_Exercise requirements_
Report each line of the material below where the word "next" can be found.

_Extracted material_

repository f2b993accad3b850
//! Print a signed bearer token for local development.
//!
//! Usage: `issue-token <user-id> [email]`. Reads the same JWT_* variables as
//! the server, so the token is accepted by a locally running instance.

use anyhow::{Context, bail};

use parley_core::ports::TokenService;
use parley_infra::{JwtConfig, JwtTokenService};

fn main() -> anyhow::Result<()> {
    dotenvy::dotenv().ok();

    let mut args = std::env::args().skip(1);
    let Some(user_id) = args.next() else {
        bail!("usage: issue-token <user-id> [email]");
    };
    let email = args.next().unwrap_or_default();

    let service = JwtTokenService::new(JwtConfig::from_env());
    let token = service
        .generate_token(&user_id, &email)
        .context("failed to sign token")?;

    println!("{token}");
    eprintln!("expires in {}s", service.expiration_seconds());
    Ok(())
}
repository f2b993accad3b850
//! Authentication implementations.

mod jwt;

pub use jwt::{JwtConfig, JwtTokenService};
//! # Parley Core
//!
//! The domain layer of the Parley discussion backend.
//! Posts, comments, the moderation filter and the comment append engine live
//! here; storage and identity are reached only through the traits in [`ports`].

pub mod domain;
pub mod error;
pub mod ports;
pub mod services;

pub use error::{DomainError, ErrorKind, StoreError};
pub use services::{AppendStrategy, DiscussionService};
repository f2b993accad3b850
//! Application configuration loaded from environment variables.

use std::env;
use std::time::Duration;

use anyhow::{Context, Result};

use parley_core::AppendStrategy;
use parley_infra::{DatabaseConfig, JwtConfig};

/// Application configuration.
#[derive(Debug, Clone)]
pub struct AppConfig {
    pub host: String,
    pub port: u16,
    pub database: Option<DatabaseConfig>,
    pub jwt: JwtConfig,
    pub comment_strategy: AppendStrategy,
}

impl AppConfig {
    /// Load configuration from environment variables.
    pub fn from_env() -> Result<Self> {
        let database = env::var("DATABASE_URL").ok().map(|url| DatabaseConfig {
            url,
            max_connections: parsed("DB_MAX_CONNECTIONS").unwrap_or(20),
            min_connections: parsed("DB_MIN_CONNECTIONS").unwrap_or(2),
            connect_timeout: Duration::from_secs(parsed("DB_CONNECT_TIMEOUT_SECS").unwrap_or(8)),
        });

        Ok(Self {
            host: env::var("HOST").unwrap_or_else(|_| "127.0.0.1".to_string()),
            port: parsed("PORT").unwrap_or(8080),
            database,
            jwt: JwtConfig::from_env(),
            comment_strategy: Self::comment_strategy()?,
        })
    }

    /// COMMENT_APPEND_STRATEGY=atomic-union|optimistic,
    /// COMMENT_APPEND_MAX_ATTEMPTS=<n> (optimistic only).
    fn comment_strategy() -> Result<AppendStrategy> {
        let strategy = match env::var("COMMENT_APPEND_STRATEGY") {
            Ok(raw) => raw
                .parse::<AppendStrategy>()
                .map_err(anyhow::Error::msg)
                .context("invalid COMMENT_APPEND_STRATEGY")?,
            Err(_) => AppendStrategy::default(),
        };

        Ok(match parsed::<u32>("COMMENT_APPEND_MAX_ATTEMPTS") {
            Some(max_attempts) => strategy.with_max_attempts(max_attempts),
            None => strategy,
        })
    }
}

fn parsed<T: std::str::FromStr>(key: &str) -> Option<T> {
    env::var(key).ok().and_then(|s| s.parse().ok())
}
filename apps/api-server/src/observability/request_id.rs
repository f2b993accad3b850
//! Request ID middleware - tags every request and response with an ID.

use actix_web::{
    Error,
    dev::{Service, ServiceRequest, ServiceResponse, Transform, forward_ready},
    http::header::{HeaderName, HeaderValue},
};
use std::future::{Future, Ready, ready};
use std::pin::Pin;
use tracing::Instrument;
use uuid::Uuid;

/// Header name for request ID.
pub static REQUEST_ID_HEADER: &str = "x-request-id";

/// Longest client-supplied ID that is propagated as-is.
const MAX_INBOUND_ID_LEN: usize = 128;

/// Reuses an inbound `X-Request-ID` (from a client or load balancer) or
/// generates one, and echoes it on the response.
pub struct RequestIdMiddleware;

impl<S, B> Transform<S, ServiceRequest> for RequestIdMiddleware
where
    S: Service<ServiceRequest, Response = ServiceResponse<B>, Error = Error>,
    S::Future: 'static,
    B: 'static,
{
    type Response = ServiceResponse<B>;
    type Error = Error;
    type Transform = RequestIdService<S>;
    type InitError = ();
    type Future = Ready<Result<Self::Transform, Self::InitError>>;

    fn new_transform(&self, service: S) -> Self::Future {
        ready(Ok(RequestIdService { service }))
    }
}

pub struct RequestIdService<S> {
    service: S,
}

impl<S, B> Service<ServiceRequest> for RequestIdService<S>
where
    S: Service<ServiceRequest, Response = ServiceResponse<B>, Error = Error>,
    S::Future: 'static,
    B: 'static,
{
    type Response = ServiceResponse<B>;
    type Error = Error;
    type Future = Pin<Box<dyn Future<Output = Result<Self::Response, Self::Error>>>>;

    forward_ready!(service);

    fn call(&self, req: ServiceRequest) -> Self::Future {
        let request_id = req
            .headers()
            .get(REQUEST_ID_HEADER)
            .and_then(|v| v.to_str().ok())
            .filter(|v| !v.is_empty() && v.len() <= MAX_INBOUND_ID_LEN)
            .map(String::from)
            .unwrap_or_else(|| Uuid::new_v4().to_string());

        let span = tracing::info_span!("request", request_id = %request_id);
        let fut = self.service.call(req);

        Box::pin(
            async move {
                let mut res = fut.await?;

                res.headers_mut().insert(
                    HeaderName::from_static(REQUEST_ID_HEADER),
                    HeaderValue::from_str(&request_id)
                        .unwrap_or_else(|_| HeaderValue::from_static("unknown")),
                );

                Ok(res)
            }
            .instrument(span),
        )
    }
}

_Response for this exercise_
    let Some(user_id) = args.next() else {
    let email = args.next().unwrap_or_default();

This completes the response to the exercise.